Participants in the sharing economy must file the earnings and share the submitted information about their income with the Tax and Customs Board, the Riigikogu's finance committee said on Wednesday.
It was found during a discussion by the Riigikogu finance committee with representatives of the Tax and Customs Board on Wednesday that for ensuring transparent competition and preventing tax evasion, "As things stand, information is forwarded to the Tax and Customs Board only about those persons who have themselves consented to the forwarding of data by the platform operator," Kokk said.
He said legislative amendments were being discussed that would have platform operators forward to the Tax and Customs Board information about all persons who earned income on their platform without having to ask the person for consent.
The Isamaa MP explained that in the Estonian context, people who have earned income would then only have to enter their personal identification code and the amount of personal income earned during the year.
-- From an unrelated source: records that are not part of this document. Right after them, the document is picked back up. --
//! Types for catalog records and resolved metadata.

use serde::{Deserialize, Serialize};

/// One catalog search hit, with every field optional.
///
/// Malformed provider records become a `VolumeRecord` with absent fields
/// rather than an error, so "first result" keeps its meaning.
#[derive(Debug, Clone, Default, PartialEq, Serialize, Deserialize)]
pub struct VolumeRecord {
    #[serde(default, skip_serializing_if = "Option::is_none")]
    pub title: Option<String>,
    #[serde(default, skip_serializing_if = "Option::is_none")]
    pub description: Option<String>,
    #[serde(default)]
    pub categories: Vec<String>,
    #[serde(default, skip_serializing_if = "Option::is_none")]
    pub thumbnail_url: Option<String>,
    #[serde(default, skip_serializing_if = "Option::is_none")]
    pub buy_link: Option<String>,
}

impl VolumeRecord {
    /// Trimmed title, if present and non-blank.
    pub fn usable_title(&self) -> Option<&str> {
        self.title
            .as_deref()
            .map(str::trim)
            .filter(|t| !t.is_empty())
    }
}

/// Canonical metadata for a verified title.
#[derive(Debug, Clone, PartialEq, Eq, Serialize, Deserialize)]
pub struct ResolvedMetadata {
    pub canonical_title: String,
    #[serde(default)]
    pub description: String,
    #[serde(default)]
    pub categories: Vec<String>,
    #[serde(default, skip_serializing_if = "Option::is_none")]
    pub thumbnail_url: Option<String>,
    #[serde(default, skip_serializing_if = "Option::is_none")]
    pub purchase_url: Option<String>,
}

impl ResolvedMetadata {
    /// Build from a catalog record; `None` when the record has no usable title.
    pub fn from_record(record: &VolumeRecord) -> Option<Self> {
        let canonical_title = record.usable_title()?.to_string();
        Some(Self {
            canonical_title,
            description: record.description.clone().unwrap_or_default(),
            categories: record.categories.clone(),
            thumbnail_url: record.thumbnail_url.clone().filter(|u| !u.is_empty()),
            purchase_url: record.buy_link.clone().filter(|u| !u.is_empty()),
        })
    }
}

#[cfg(test)]
mod tests {
    use super::*;

    #[test]
    fn test_usable_title_rejects_blank() {
        let record = VolumeRecord {
            title: Some("   ".to_string()),
            ..Default::default()
        };
        assert_eq!(record.usable_title(), None);
        assert!(ResolvedMetadata::from_record(&record).is_none());
    }

    #[test]
    fn test_from_record_fills_defaults() {
        let record = VolumeRecord {
            title: Some(" Where the Wild Things Are ".to_string()),
            thumbnail_url: Some(String::new()),
            ..Default::default()
        };
        let metadata = ResolvedMetadata::from_record(&record).unwrap();
        assert_eq!(metadata.canonical_title, "Where the Wild Things Are");
        assert_eq!(metadata.description, "");
        assert!(metadata.categories.is_empty());
        assert!(metadata.thumbnail_url.is_none());
        assert!(metadata.purchase_url.is_none());
    }
}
"The date of filing would be February 1 every year the latest for the past calendar year. Technically, it would be possible to create a fully automated solution that would not create a significant administrative burden for the platform operator either," Kokk said.
The MP emphasized the importance of equal treatment of all market participants.
"Uniform and transparent conditions of competition benefit all companies. It makes no sense in the present day to continue with a model where paying tax is voluntary for some companies active in Estonia," he said.
Members of the Riigikogu finance committee also met on Wednesday with representatives of the Estonian Banking Association over topics of combating money laundering.
"We found that the possibility of electronic data exchange between the Commercial Register, the Land Register, the Population Register, the e-Tax Board, the criminal records database, the Politically Exposed Person (PEP) register personalized on the basis of the MHD register, and the register of accounts has to be resolved quickly to facilitate the collection of taxes and combating money laundering and simultaneously make them more effective," Kokk added.